> _Task statement_:
Output must match the data below exactly from its first line through the line that contains "struct FailingSource;", with no other line.

** Opening Study material block **

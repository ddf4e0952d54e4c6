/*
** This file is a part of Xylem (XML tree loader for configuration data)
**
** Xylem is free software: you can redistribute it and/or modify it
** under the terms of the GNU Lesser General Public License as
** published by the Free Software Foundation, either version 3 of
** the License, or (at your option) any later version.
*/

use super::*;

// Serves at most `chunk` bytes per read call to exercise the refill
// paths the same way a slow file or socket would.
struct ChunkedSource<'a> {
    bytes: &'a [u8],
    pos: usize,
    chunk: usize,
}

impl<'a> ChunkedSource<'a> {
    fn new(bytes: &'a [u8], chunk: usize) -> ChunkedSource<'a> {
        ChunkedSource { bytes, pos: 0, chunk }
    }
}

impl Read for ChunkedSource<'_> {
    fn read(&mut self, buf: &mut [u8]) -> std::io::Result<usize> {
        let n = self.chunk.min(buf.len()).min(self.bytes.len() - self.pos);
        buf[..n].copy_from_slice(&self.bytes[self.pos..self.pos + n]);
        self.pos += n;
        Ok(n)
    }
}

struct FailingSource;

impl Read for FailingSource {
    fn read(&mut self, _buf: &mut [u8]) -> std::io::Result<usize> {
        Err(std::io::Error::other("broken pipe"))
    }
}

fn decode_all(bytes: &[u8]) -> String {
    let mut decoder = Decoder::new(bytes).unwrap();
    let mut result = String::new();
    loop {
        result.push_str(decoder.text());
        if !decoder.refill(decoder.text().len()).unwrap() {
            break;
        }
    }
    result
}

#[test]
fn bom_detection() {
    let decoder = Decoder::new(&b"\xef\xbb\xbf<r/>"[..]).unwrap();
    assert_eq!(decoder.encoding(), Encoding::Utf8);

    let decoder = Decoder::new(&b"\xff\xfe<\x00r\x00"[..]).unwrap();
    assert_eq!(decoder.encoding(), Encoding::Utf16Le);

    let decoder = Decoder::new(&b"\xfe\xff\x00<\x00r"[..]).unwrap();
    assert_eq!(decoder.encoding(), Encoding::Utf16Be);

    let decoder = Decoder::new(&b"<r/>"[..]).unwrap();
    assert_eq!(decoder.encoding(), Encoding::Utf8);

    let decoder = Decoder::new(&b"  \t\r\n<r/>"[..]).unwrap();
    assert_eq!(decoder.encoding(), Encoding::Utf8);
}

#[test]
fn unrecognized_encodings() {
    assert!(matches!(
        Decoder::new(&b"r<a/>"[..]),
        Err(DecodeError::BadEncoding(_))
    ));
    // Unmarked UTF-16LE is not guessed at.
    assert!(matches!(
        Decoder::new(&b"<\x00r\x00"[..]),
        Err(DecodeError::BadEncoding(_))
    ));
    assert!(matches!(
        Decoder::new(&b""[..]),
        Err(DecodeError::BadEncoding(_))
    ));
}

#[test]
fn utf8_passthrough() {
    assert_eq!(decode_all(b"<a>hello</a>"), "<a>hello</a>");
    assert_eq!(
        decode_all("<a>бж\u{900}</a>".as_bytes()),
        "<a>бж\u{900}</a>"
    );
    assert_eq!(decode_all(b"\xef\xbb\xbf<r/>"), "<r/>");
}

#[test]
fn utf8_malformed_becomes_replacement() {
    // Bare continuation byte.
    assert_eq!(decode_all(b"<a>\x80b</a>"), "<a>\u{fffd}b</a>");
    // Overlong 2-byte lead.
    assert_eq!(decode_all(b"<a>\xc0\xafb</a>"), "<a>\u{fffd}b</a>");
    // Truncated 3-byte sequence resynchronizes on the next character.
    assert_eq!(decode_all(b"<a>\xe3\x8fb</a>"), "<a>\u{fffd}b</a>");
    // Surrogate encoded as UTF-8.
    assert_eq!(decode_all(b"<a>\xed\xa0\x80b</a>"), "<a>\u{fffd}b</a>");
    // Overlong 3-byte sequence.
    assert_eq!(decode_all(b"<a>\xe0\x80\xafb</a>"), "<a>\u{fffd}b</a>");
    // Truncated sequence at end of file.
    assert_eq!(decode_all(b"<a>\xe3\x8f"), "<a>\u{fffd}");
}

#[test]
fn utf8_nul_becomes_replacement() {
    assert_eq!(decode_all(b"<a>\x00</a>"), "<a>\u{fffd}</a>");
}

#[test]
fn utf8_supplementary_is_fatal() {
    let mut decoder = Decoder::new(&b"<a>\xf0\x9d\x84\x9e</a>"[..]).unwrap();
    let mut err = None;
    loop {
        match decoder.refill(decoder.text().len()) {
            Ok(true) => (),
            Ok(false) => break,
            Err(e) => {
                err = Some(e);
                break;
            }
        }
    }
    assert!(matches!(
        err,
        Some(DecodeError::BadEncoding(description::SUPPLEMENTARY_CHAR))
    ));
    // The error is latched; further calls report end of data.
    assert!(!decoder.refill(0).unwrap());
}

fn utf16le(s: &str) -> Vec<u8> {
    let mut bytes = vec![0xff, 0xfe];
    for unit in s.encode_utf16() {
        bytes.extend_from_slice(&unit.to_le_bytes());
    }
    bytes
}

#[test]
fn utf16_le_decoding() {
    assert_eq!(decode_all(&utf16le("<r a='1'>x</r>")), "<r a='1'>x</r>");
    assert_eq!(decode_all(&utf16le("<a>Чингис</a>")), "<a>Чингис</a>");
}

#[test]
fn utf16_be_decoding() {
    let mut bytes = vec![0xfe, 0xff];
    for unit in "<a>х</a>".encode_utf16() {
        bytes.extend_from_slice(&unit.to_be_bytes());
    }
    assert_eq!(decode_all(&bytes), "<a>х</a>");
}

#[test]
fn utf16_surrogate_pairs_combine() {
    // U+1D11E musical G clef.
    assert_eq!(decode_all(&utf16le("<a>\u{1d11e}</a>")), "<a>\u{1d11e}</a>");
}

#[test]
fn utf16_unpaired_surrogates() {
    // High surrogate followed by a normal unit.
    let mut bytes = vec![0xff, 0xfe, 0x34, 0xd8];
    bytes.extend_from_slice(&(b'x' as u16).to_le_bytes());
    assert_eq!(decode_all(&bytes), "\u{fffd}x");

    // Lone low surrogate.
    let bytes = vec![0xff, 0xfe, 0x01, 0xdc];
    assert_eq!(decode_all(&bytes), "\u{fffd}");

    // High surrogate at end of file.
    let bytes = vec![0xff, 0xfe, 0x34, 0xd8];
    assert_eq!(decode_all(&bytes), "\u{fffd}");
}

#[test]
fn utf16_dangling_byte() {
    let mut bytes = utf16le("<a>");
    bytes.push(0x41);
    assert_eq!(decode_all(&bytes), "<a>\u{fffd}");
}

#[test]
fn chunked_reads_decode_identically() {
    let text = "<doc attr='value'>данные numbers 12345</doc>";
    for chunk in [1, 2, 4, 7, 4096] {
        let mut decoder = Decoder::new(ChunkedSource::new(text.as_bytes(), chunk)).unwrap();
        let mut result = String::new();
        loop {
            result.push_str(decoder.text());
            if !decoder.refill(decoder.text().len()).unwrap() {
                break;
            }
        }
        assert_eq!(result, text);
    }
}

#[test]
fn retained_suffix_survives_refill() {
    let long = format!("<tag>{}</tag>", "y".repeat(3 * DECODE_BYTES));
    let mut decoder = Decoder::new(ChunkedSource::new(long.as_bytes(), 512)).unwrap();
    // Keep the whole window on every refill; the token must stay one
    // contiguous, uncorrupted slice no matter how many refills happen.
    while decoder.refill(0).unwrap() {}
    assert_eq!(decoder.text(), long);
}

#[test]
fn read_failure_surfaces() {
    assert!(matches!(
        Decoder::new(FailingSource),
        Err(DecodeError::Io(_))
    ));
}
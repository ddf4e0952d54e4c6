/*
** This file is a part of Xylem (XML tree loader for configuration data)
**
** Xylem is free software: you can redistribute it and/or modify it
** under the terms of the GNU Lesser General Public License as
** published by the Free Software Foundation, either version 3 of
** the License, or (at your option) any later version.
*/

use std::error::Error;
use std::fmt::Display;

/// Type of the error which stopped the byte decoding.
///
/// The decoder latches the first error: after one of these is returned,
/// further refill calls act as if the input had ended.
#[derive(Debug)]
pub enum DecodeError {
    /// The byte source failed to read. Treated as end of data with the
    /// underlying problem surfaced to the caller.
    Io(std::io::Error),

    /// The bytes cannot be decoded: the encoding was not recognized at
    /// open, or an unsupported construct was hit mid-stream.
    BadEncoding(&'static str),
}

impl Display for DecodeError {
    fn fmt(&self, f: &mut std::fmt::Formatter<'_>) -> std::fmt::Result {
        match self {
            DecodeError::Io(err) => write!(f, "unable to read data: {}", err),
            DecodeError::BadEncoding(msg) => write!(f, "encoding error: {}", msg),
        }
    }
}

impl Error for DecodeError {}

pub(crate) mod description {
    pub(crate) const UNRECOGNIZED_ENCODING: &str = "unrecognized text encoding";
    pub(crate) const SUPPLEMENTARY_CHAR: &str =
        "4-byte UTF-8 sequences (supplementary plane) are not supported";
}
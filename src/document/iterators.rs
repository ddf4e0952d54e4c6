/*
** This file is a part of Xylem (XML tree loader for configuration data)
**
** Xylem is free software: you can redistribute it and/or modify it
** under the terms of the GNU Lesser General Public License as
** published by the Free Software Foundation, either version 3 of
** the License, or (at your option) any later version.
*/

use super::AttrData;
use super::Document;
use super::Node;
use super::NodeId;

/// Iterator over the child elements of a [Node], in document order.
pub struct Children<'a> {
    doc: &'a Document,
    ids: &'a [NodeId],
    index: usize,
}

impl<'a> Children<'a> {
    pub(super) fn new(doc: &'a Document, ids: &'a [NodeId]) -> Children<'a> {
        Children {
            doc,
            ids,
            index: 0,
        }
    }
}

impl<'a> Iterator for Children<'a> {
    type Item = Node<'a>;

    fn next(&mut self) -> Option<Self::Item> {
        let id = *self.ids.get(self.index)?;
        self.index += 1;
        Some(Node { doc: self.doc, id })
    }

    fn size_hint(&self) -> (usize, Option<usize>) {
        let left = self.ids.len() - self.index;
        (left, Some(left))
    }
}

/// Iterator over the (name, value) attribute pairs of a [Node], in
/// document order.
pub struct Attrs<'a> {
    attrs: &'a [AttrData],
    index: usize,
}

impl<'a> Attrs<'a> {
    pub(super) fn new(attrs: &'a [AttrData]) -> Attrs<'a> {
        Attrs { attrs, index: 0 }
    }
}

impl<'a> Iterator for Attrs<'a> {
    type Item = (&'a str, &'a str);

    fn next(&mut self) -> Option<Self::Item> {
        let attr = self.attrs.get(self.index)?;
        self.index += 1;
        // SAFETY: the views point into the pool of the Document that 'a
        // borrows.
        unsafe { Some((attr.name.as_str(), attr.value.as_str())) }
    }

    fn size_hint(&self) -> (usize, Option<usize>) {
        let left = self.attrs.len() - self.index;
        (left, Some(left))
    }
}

** Closing Study material block **

> _Exercise answer_:
repository ddf4e0952d54e4c6
/*
** This file is a part of Xylem (XML tree loader for configuration data)
**
** Xylem is free software: you can redistribute it and/or modify it
** under the terms of the GNU Lesser General Public License as
** published by the Free Software Foundation, either version 3 of
** the License, or (at your option) any later version.
*/

use super::*;

// Serves at most `chunk` bytes per read call to exercise the refill
// paths the same way a slow file or socket would.
struct ChunkedSource<'a> {
    bytes: &'a [u8],
    pos: usize,
    chunk: usize,
}

impl<'a> ChunkedSource<'a> {
    fn new(bytes: &'a [u8], chunk: usize) -> ChunkedSource<'a> {
        ChunkedSource { bytes, pos: 0, chunk }
    }
}

impl Read for ChunkedSource<'_> {
    fn read(&mut self, buf: &mut [u8]) -> std::io::Result<usize> {
        let n = self.chunk.min(buf.len()).min(self.bytes.len() - self.pos);
        buf[..n].copy_from_slice(&self.bytes[self.pos..self.pos + n]);
        self.pos += n;
        Ok(n)
    }
}

struct FailingSource;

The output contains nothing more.